> _Exercise_:
The required lines are those that contain "ReminderRequest"; pull them out of the data and copy them.

> _Stored records_:
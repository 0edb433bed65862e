// Copyright (C) 2025 SyncMyOrders Sp. z o.o.
// SPDX-License-Identifier: AGPL-3.0-or-later
//! Onboarding data model. All JSON field names are camelCase.

use std::fmt;

use chrono::{DateTime, Utc};
use serde::{Deserialize, Serialize};

use crate::constants::DOCUMENT_TYPE_GOVERNMENT_ID;

/// Identity of the merchant being onboarded.
#[derive(Debug, Clone, PartialEq, Eq, Serialize, Deserialize)]
#[serde(rename_all = "camelCase")]
pub struct MerchantInfo {
    pub merchant_id: String,
    pub name: String,
    pub email: String,
    pub country: String,
    pub business_type: String,
}

/// Input of the onboarding process.
#[derive(Debug, Clone, PartialEq, Eq, Serialize, Deserialize)]
#[serde(rename_all = "camelCase")]
pub struct OnboardingRequest {
    pub merchant: MerchantInfo,
    pub first_payment_date: DateTime<Utc>,
}

impl OnboardingRequest {
    pub fn new(merchant: MerchantInfo, first_payment_date: DateTime<Utc>) -> Self {
        Self {
            merchant,
            first_payment_date,
        }
    }
}

#[derive(Debug, Clone, Copy, PartialEq, Eq, Hash, Serialize, Deserialize)]
#[serde(rename_all = "SCREAMING_SNAKE_CASE")]
pub enum OnboardingStatus {
    Pending,
    AwaitingKycDocuments,
    KycInProgress,
    Approved,
    Rejected,
    PaymentsDisabled,
}

impl OnboardingStatus {
    pub fn as_str(&self) -> &'static str {
        match self {
            OnboardingStatus::Pending => "PENDING",
            OnboardingStatus::AwaitingKycDocuments => "AWAITING_KYC_DOCUMENTS",
            OnboardingStatus::KycInProgress => "KYC_IN_PROGRESS",
            OnboardingStatus::Approved => "APPROVED",
            OnboardingStatus::Rejected => "REJECTED",
            OnboardingStatus::PaymentsDisabled => "PAYMENTS_DISABLED",
        }
    }

    pub fn is_terminal(&self) -> bool {
        matches!(
            self,
            OnboardingStatus::Approved
                | OnboardingStatus::Rejected
                | OnboardingStatus::PaymentsDisabled
        )
    }

    /// Whether `next` is a forward edge of the onboarding state graph.
    pub fn can_transition_to(&self, next: OnboardingStatus) -> bool {
        use OnboardingStatus::*;
        matches!(
            (self, next),
            (Pending, AwaitingKycDocuments)
                | (AwaitingKycDocuments, PaymentsDisabled)
                | (AwaitingKycDocuments, KycInProgress)
                | (KycInProgress, Approved)
                | (KycInProgress, Rejected)
        )
    }
}

impl fmt::Display for OnboardingStatus {
    fn fmt(&self, f: &mut fmt::Formatter<'_>) -> fmt::Result {
        f.write_str(self.as_str())
    }
}

/// State owned by one onboarding process.
#[derive(Debug, Clone, PartialEq, Eq, Serialize, Deserialize)]
#[serde(rename_all = "camelCase")]
pub struct ProcessState {
    pub status: OnboardingStatus,
    /// Set once, when the first non-empty document id arrives.
    pub document_id: Option<String>,
    /// Unset until the start time has been recorded.
    pub start_time: Option<DateTime<Utc>>,
}

impl ProcessState {
    pub fn new() -> Self {
        Self {
            status: OnboardingStatus::Pending,
            document_id: None,
            start_time: None,
        }
    }

    pub fn started_at(start_time: DateTime<Utc>) -> Self {
        Self {
            start_time: Some(start_time),
            ..Self::new()
        }
    }
}

impl Default for ProcessState {
    fn default() -> Self {
        Self::new()
    }
}

#[derive(Debug, Clone, Copy, PartialEq, Eq, Hash, Serialize, Deserialize)]
#[serde(rename_all = "camelCase")]
pub enum ReminderType {
    Day30,
    Day60,
    KycRejection,
    OnboardingApproved,
}

impl ReminderType {
    pub fn as_str(&self) -> &'static str {
        match self {
            ReminderType::Day30 => "day30",
            ReminderType::Day60 => "day60",
            ReminderType::KycRejection => "kycRejection",
            ReminderType::OnboardingApproved => "onboardingApproved",
        }
    }
}

impl fmt::Display for ReminderType {
    fn fmt(&self, f: &mut fmt::Formatter<'_>) -> fmt::Result {
        f.write_str(self.as_str())
    }
}

#[derive(Debug, Clone, PartialEq, Eq, Serialize, Deserialize)]
#[serde(rename_all = "camelCase")]
pub struct ReminderRequest {
    pub merchant_id: String,
    pub email: String,
    pub reminder_type: ReminderType,
}

impl ReminderRequest {
    pub fn for_merchant(merchant: &MerchantInfo, reminder_type: ReminderType) -> Self {
        Self {
            merchant_id: merchant.merchant_id.clone(),
            email: merchant.email.clone(),
            reminder_type,
        }
    }
}

#[derive(Debug, Clone, PartialEq, Eq, Serialize, Deserialize)]
#[serde(rename_all = "camelCase")]
pub struct DocumentUpload {
    pub merchant_id: String,
    pub document_type: String,
    pub document_id: String,
}

impl DocumentUpload {
    pub fn government_id(merchant_id: impl Into<String>, document_id: impl Into<String>) -> Self {
        Self {
            merchant_id: merchant_id.into(),
            document_type: DOCUMENT_TYPE_GOVERNMENT_ID.to_string(),
            document_id: document_id.into(),
        }
    }
}

/// Outcome of a verification step, or of the whole KYC child process.
///
/// A rejection is a value with `passed == false`, never an error.
#[derive(Debug, Clone, PartialEq, Eq, Serialize, Deserialize)]
#[serde(rename_all = "camelCase")]
pub struct VerificationResult {
    pub passed: bool,
    pub verification_id: String,
    pub details: String,
}

impl VerificationResult {
    pub fn passed(verification_id: impl Into<String>, details: impl Into<String>) -> Self {
        Self {
            passed: true,
            verification_id: verification_id.into(),
            details: details.into(),
        }
    }

    pub fn failed(verification_id: impl Into<String>, details: impl Into<String>) -> Self {
        Self {
            passed: false,
            verification_id: verification_id.into(),
            details: details.into(),
        }
    }
}

/// Answer to the status query.
#[derive(Debug, Clone, PartialEq, Eq, Serialize, Deserialize)]
#[serde(rename_all = "camelCase")]
pub struct OnboardingStatusResponse {
    pub status: OnboardingStatus,
    pub days_remaining: u32,
}

/// Terminal business outcome of an onboarding.
#[derive(Debug, Clone, Copy, PartialEq, Eq)]
pub enum OnboardingOutcome {
    Approved,
    KycRejected,
    PaymentsDisabled,
}

impl OnboardingOutcome {
    fn suffix(&self) -> &'static str {
        match self {
            OnboardingOutcome::Approved => "APPROVED",
            OnboardingOutcome::KycRejected => "KYC-REJECTED",
            OnboardingOutcome::PaymentsDisabled => "PAYMENTS-DISABLED",
        }
    }

    /// Outcome string returned to the starter, e.g. `ONBOARD-MERCH-001-APPROVED`.
    pub fn outcome_string(&self, merchant_id: &str) -> String {
        format!("ONBOARD-{}-{}", merchant_id, self.suffix())
    }

    pub fn status(&self) -> OnboardingStatus {
        match self {
            OnboardingOutcome::Approved => OnboardingStatus::Approved,
            OnboardingOutcome::KycRejected => OnboardingStatus::Rejected,
            OnboardingOutcome::PaymentsDisabled => OnboardingStatus::PaymentsDisabled,
        }
    }
}
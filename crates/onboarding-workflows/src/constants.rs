// Copyright (C) 2025 SyncMyOrders Sp. z o.o.
// SPDX-License-Identifier: AGPL-3.0-or-later
//! Names and timeline constants shared by starters, workers and processes.

/// Signal carrying the merchant's identity document id.
pub const SIGNAL_DOCUMENT_SUBMITTED: &str = "document-submitted";

/// Query returning an [`OnboardingStatusResponse`](crate::models::OnboardingStatusResponse).
pub const QUERY_ONBOARDING_STATUS: &str = "onboarding-status";

/// First reminder, in days after start.
pub const REMINDER_DAY_30: u32 = 30;

/// Second reminder, in days after start.
pub const REMINDER_DAY_60: u32 = 60;

/// Hard deadline, in days after start.
pub const DEADLINE_DAY_90: u32 = 90;

/// Error type raised by the supplier for a malformed document id.
pub const ERR_TYPE_IDENTITY_VERIFICATION_FAILED: &str = "IdentityVerificationFailed";

/// The only document type the onboarding flow collects.
pub const DOCUMENT_TYPE_GOVERNMENT_ID: &str = "governmentId";

/// Instance id of the onboarding process for a merchant.
///
/// One onboarding per merchant may be in flight; the runtime rejects a
/// second start under the same id.
pub fn onboarding_instance_id(merchant_id: &str) -> String {
    format!("onboard-merchant-{}", merchant_id)
}

/// Instance id of the KYC child process for a merchant.
pub fn kyc_child_id(merchant_id: &str) -> String {
    format!("kyc-verify-{}", merchant_id)
}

> _Answer to this exercise_:
pub struct ReminderRequest {
impl ReminderRequest {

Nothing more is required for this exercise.